Lack of FINRA License Does Not Exclude Accounting Expert From Fraudulent Transfer Case

    FINRA Expert

    Court: United States Bankruptcy Court for the Middle District of Florida, Orlando Division
    Jurisdiction: Federal
    Case Name: Sec. Investor Prot. Corp. v. N. Am. Clearing, Inc.
    Citation: 2012 Bankr. LEXIS 2041


    The plaintiff, a trustee of the debtor, a regulated clearing firm, sought to recover money paid by the company to the defendant, the debtor’s owner, alleging that the payments were fraudulent transfers recoverable pursuant to Sections 548 and 550 of the Bankruptcy Code and the Florida Uniform Fraudulent Transfer Act (FUFTA). It was further alleged that the payment was in breach of the owner’s fiduciary duty to the company and caused it loss to the amount of payment and constituted unlawful distribution under section 607.0834 of the Florida Business Corporation Act. The defendant made a motion to exclude the testimony of the plaintiff’s accounting expert witness.

    The Expert

    The plaintiff’s expert witness was a certified public accountant and certified management accountant. He also had experience serving as the chief restructuring officer for multiple Chapter 11 debtor companies. He had 25+ years of experience in financial matters and had previously served as an expert witness in several bankruptcy cases, including cases dealing with fraudulent transfers.

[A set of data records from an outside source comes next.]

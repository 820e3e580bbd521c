// User Content Manager
//
// Tracks user scripts by identifier for a single render surface. Each script
// may target several worlds; one injectable is installed per distinct world.
// The surface can only drop all of its scripts at once, so removing one
// identifier clears the surface and re-installs everything that remains.

use super::content_script::UserScriptFactory;
use super::types::{ContentWorld, InjectableScript, InjectionTime, RenderSurface, SurfaceId};
use crate::logging::ExtensionLogger;
use std::cell::{Cell, RefCell};
use std::rc::{Rc, Weak};

/// A script as callers describe it, before it is split per world
#[derive(Debug, Clone, PartialEq, Eq)]
pub struct UserScript {
    pub code: String,
    pub injection_time: InjectionTime,
    pub for_main_frame_only: bool,
    pub worlds: Vec<ContentWorld>,
    pub identifier: String,
}

struct Entry {
    script: UserScript,
    installed: Vec<(ContentWorld, InjectableScript)>,
}

pub struct UserContentManager {
    surface: Weak<dyn RenderSurface>,
    surface_id: SurfaceId,
    factory: Rc<dyn UserScriptFactory>,
    logger: Rc<ExtensionLogger>,
    entries: RefCell<Vec<Entry>>,
    needs_rebuild: Cell<bool>,
    atomic_depth: Cell<u32>,
}

impl UserContentManager {
    pub fn new(
        surface: &Rc<dyn RenderSurface>,
        factory: Rc<dyn UserScriptFactory>,
        logger: Rc<ExtensionLogger>,
    ) -> Self {
        Self {
            surface: Rc::downgrade(surface),
            surface_id: surface.surface_id(),
            factory,
            logger,
            entries: RefCell::new(Vec::new()),
            needs_rebuild: Cell::new(false),
            atomic_depth: Cell::new(0),
        }
    }

    pub fn surface_id(&self) -> SurfaceId {
        self.surface_id
    }

    /// The managed surface, if it still exists
    pub fn surface(&self) -> Option<Rc<dyn RenderSurface>> {
        self.surface.upgrade()
    }

    /// Add a script, or extend an existing identifier with new worlds
    pub fn add(&self, user_script: UserScript) {
        if self.surface().is_none() {
            self.logger
                .debug(format!("Surface {} is gone, not adding {}", self.surface_id, user_script.identifier));
            return;
        }

        {
            let mut entries = self.entries.borrow_mut();
            match entries
                .iter_mut()
                .find(|e| e.script.identifier == user_script.identifier)
            {
                Some(entry) => {
                    for world in user_script.worlds {
                        if !entry.script.worlds.contains(&world) {
                            entry.script.worlds.push(world);
                        }
                    }
                }
                None => entries.push(Entry {
                    script: user_script,
                    installed: Vec::new(),
                }),
            }
        }

        self.sync();
    }

    /// Remove every installation of `identifier`
    pub fn remove(&self, identifier: &str) {
        if self.surface().is_none() {
            return;
        }

        {
            let mut entries = self.entries.borrow_mut();
            let before = entries.len();
            entries.retain(|e| e.script.identifier != identifier);
            if entries.len() == before {
                return;
            }
        }

        self.logger.debug(format!("Removed user script {identifier}"));
        self.needs_rebuild.set(true);
        self.sync();
    }

    pub fn contains(&self, identifier: &str) -> bool {
        self.entries
            .borrow()
            .iter()
            .any(|e| e.script.identifier == identifier)
    }

    /// Apply all adds and removes made inside `f` to the surface in one pass
    pub fn perform_atomic_update<R>(&self, f: impl FnOnce() -> R) -> R {
        self.atomic_depth.set(self.atomic_depth.get() + 1);
        let result = f();
        self.atomic_depth.set(self.atomic_depth.get() - 1);
        self.sync();
        result
    }

    fn sync(&self) {
        if self.atomic_depth.get() > 0 {
            return;
        }
        let Some(surface) = self.surface() else {
            return;
        };

        let mut to_install = Vec::new();
        {
            let mut entries = self.entries.borrow_mut();
            if self.needs_rebuild.replace(false) {
                surface.remove_all_user_scripts();
                for entry in entries.iter() {
                    to_install.extend(entry.installed.iter().map(|(_, script)| script.clone()));
                }
            }

            for entry in entries.iter_mut() {
                let script = &entry.script;
                for world in &script.worlds {
                    if entry.installed.iter().any(|(w, _)| w == world) {
                        continue;
                    }
                    let injectable = self.factory.create_user_script(
                        &script.code,
                        script.injection_time,
                        script.for_main_frame_only,
                        world.clone(),
                    );
                    entry.installed.push((world.clone(), injectable.clone()));
                    to_install.push(injectable);
                }
            }
        }

        for script in to_install {
            surface.add_user_script(script);
        }
    }
}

    The defendant argued that the plaintiff’s expert was not qualified to testify about the capitalization of a debt clearing company such as the debtors, because he had no experience auditing or working for a brokerage or financial clearing firm. The defendant also argued that the expert was not licensed by the Securities and Exchange Commission (SEC) or Financial Industry’s Regulatory Authority (FINRA), and had only testified as an expert on the undercapitalization of the debtor. The court noted that even though the expert had not testified as a FINRA expert but only as an undercapitalization expert, he knew the relevant provisions of the SEC and FINRA. The question of whether the debtor was in compliance with SEC and FINRA regulations could be of probative value when finding if its capitalization was adequate, however, it could not be considered definitive.

    The court also noted that the expert witness’s experience was relevant to the plaintiff’s case because he could show that the debtor received a less-than-reasonable value in exchange for the payments – which would render them fraudulent. Regarding the defendant’s argument that the plaintiff’s expert report was not proper, as it relied solely on the report provided to him by Financial Industry Technical Services (FITS) employees – the court found no merit in it.

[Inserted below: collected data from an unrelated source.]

// Logging - named logger handed to extension components
//
// A thin layer over the `log` facade. Components take an `Rc<ExtensionLogger>`
// at construction instead of reaching for a global, and nested work can push a
// context label that prefixes every line logged inside it.

use log::Level;
use std::cell::RefCell;
use std::fmt::Display;
use std::rc::Rc;

pub struct ExtensionLogger {
    name: String,
    context: RefCell<Vec<String>>,
}

impl ExtensionLogger {
    pub fn new(name: &str) -> Rc<Self> {
        Rc::new(Self {
            name: name.to_string(),
            context: RefCell::new(Vec::new()),
        })
    }

    pub fn name(&self) -> &str {
        &self.name
    }

    /// Run `f` with `label` prepended to everything it logs
    pub fn in_context<R>(&self, label: &str, f: impl FnOnce() -> R) -> R {
        self.context.borrow_mut().push(label.to_string());
        let result = f();
        self.context.borrow_mut().pop();
        result
    }

    pub fn log(&self, level: Level, message: impl Display) {
        if !log::log_enabled!(level) {
            return;
        }
        let context = self.context.borrow();
        if context.is_empty() {
            log::log!(level, "[{}] {}", self.name, message);
        } else {
            log::log!(level, "[{}] {}: {}", self.name, context.join(" > "), message);
        }
    }

    pub fn debug(&self, message: impl Display) {
        self.log(Level::Debug, message);
    }

    pub fn info(&self, message: impl Display) {
        self.log(Level::Info, message);
    }

    pub fn warn(&self, message: impl Display) {
        self.log(Level::Warn, message);
    }

    pub fn error(&self, message: impl Display) {
        self.log(Level::Error, message);
    }
}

    The court accepted the expert’s testimony that FITS had provided the type of information that would help accountants reasonably in forming opinions on the issue of capitalization of companies like the debtor. It was noted that an expert may rely on facts or data provided by others to reach his opinion. Those facts or data need not be admissible, so long as they are of a type reasonably relied upon by experts in the particular field in forming opinions or inferences upon the subject. (citing  American Key Corp. v. Cole Nat’l Corp., 762 F.2d 1569, at 1580 (11th Cir. 1985)). The accuracy of the data relied on by the expert, according to the court, was a question for cross-examination of the expert at the time of trial.

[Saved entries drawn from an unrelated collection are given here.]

#[cfg(test)]
mod tests {
    use super::*;
    use crate::extensions::manifest::RunAt;

    fn logger() -> Rc<ExtensionLogger> {
        ExtensionLogger::new("test")
    }

    fn content_manifest(js: &[&str]) -> ExtensionManifest {
        ExtensionManifest::new(3, "Test Extension", "1.0").with_content_scripts(vec![
            ContentScriptDeclaration::new(
                vec!["<all_urls>".to_string()],
                js.iter().map(|s| s.to_string()).collect(),
                RunAt::DocumentEnd,
            ),
        ])
    }

    #[test]
    fn test_extension_initialization() {
        let logger = logger();
        let ext = BrowserExtension::from_directory(
            ExtensionManifest::new(3, "Test Extension", "1.0"),
            Path::new("/test"),
            "path",
            &logger,
        )
        .unwrap();

        assert_eq!(ext.manifest().name(), Some("Test Extension"));
        assert_eq!(ext.base_url().as_str(), "file:///test/path/");
        assert!(!ext.id().to_string().is_empty());
        assert!(ext.logger().is_some());
    }

    #[test]
    fn test_ids_are_unique_and_not_derived_from_manifest() {
        let logger = logger();
        let manifest = ExtensionManifest::new(3, "Same", "1.0");
        let base = Url::parse("file:///ext/").unwrap();
        let a = BrowserExtension::new(manifest.clone(), base.clone(), &logger);
        let b = BrowserExtension::new(manifest, base, &logger);

        assert_ne!(a.id(), b.id());
        assert_eq!(ExtensionId::parse(&a.id().to_string()), Some(a.id()));
    }

    #[test]
    fn test_logger_reference_is_weak() {
        let logger = logger();
        let ext = BrowserExtension::new(
            ExtensionManifest::new(3, "A", "1"),
            Url::parse("file:///ext/").unwrap(),
            &logger,
        );
        drop(logger);
        assert!(ext.logger().is_none());
    }

    #[test]
    fn test_content_script_loading_success() {
        let dir = tempfile::tempdir().unwrap();
        let js = "console.log('Red box extension loaded');";
        std::fs::write(dir.path().join("content.js"), js).unwrap();

        let logger = logger();
        let ext = BrowserExtension::from_directory(
            content_manifest(&["content.js"]),
            dir.path().parent().unwrap(),
            dir.path().file_name().unwrap().to_str().unwrap(),
            &logger,
        )
        .unwrap();

        let resources = ext.load_content_scripts(&FsResourceLoader).unwrap();
        assert_eq!(resources.len(), 1);
        assert_eq!(resources[0].js_content, vec![js.to_string()]);
        assert_eq!(resources[0].config.matches, vec!["<all_urls>".to_string()]);
    }

    #[test]
    fn test_content_script_loading_file_not_found() {
        let dir = tempfile::tempdir().unwrap();
        let logger = logger();
        let ext = BrowserExtension::new(
            content_manifest(&["missing.js"]),
            Url::from_directory_path(dir.path()).unwrap(),
            &logger,
        );

        assert_eq!(
            ext.load_content_scripts(&FsResourceLoader),
            Err(ContentScriptLoadingError::FileNotFound("missing.js".to_string()))
        );
    }

    #[test]
    fn test_content_script_path_cannot_escape() {
        let logger = logger();
        let ext = BrowserExtension::new(
            content_manifest(&["../secret.js"]),
            Url::parse("file:///ext/").unwrap(),
            &logger,
        );

        assert_eq!(
            ext.load_content_scripts(&FsResourceLoader),
            Err(ContentScriptLoadingError::InvalidPath("../secret.js".to_string()))
        );
    }

    #[test]
    fn test_no_content_scripts() {
        let logger = logger();
        let ext = BrowserExtension::new(
            ExtensionManifest::new(3, "A", "1"),
            Url::parse("file:///tmp/").unwrap(),
            &logger,
        );
        assert!(ext.load_content_scripts(&FsResourceLoader).unwrap().is_empty());
        assert!(ext.load_background_script(&FsResourceLoader).unwrap().is_none());
    }

    #[test]
    fn test_background_service_worker() {
        let logger = logger();
        let manifest = ExtensionManifest::new(3, "A", "1").with_background(BackgroundDescriptor {
            service_worker: Some("background.js".to_string()),
            ..Default::default()
        });
        let ext = BrowserExtension::new(manifest, Url::parse("file:///ext/").unwrap(), &logger);
        let loader = MemoryResourceLoader::new().with_file("background.js", "self.ready = true;");

        let resource = ext.load_background_script(&loader).unwrap().unwrap();
        assert!(resource.is_service_worker);
        assert_eq!(resource.js_content, "self.ready = true;");
        assert_eq!(resource.config.service_worker.as_deref(), Some("background.js"));
    }

    #[test]
    fn test_background_legacy_scripts_are_concatenated() {
        let logger = logger();
        let manifest = ExtensionManifest::new(3, "A", "1").with_background(BackgroundDescriptor {
            scripts: Some(vec!["background1.js".to_string(), "background2.js".to_string()]),
            persistent: Some(false),
            ..Default::default()
        });
        let ext = BrowserExtension::new(manifest, Url::parse("file:///ext/").unwrap(), &logger);
        let loader = MemoryResourceLoader::new()
            .with_file("background1.js", "console.log('Background script 1');")
            .with_file("background2.js", "console.log('Background script 2');");

        let resource = ext.load_background_script(&loader).unwrap().unwrap();
        assert!(!resource.is_service_worker);
        assert_eq!(
            resource.js_content,
            "console.log('Background script 1');\n\nconsole.log('Background script 2');"
        );
    }

    #[test]
    fn test_background_missing_file() {
        let logger = logger();
        let manifest = ExtensionManifest::new(3, "A", "1").with_background(BackgroundDescriptor {
            service_worker: Some("missing.js".to_string()),
            ..Default::default()
        });
        let ext = BrowserExtension::new(manifest, Url::parse("file:///ext/").unwrap(), &logger);

        assert_eq!(
            ext.load_background_script(&MemoryResourceLoader::new()),
            Err(ContentScriptLoadingError::FileNotFound("missing.js".to_string()))
        );
    }

    #[test]
    fn test_url_validation() {
        let logger = logger();
        let ext = BrowserExtension::new(
            ExtensionManifest::new(3, "A", "1").with_host_permissions(&["https://*.example.com/*"]),
            Url::parse("file:///ext/").unwrap(),
            &logger,
        );

        assert!(ext.is_url_allowed("https://example.com/api/search"));
        assert!(ext.is_url_allowed("https://www.example.com/data"));
        assert!(!ext.is_url_allowed("https://evil.com/phishing"));
        assert!(!ext.is_url_allowed("not a url"));
    }
}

    The court also noted that even though the expert could rely on external facts and data to form his opinion, he could not rely on the opinion of others for the same.


    The court found the plaintiff’s accounting expert witness to be an expert according to the standard set by Daubert and found his testimony to be relevant and reliable, thus dismissing the defendant’s motion to exclude his expert testimony.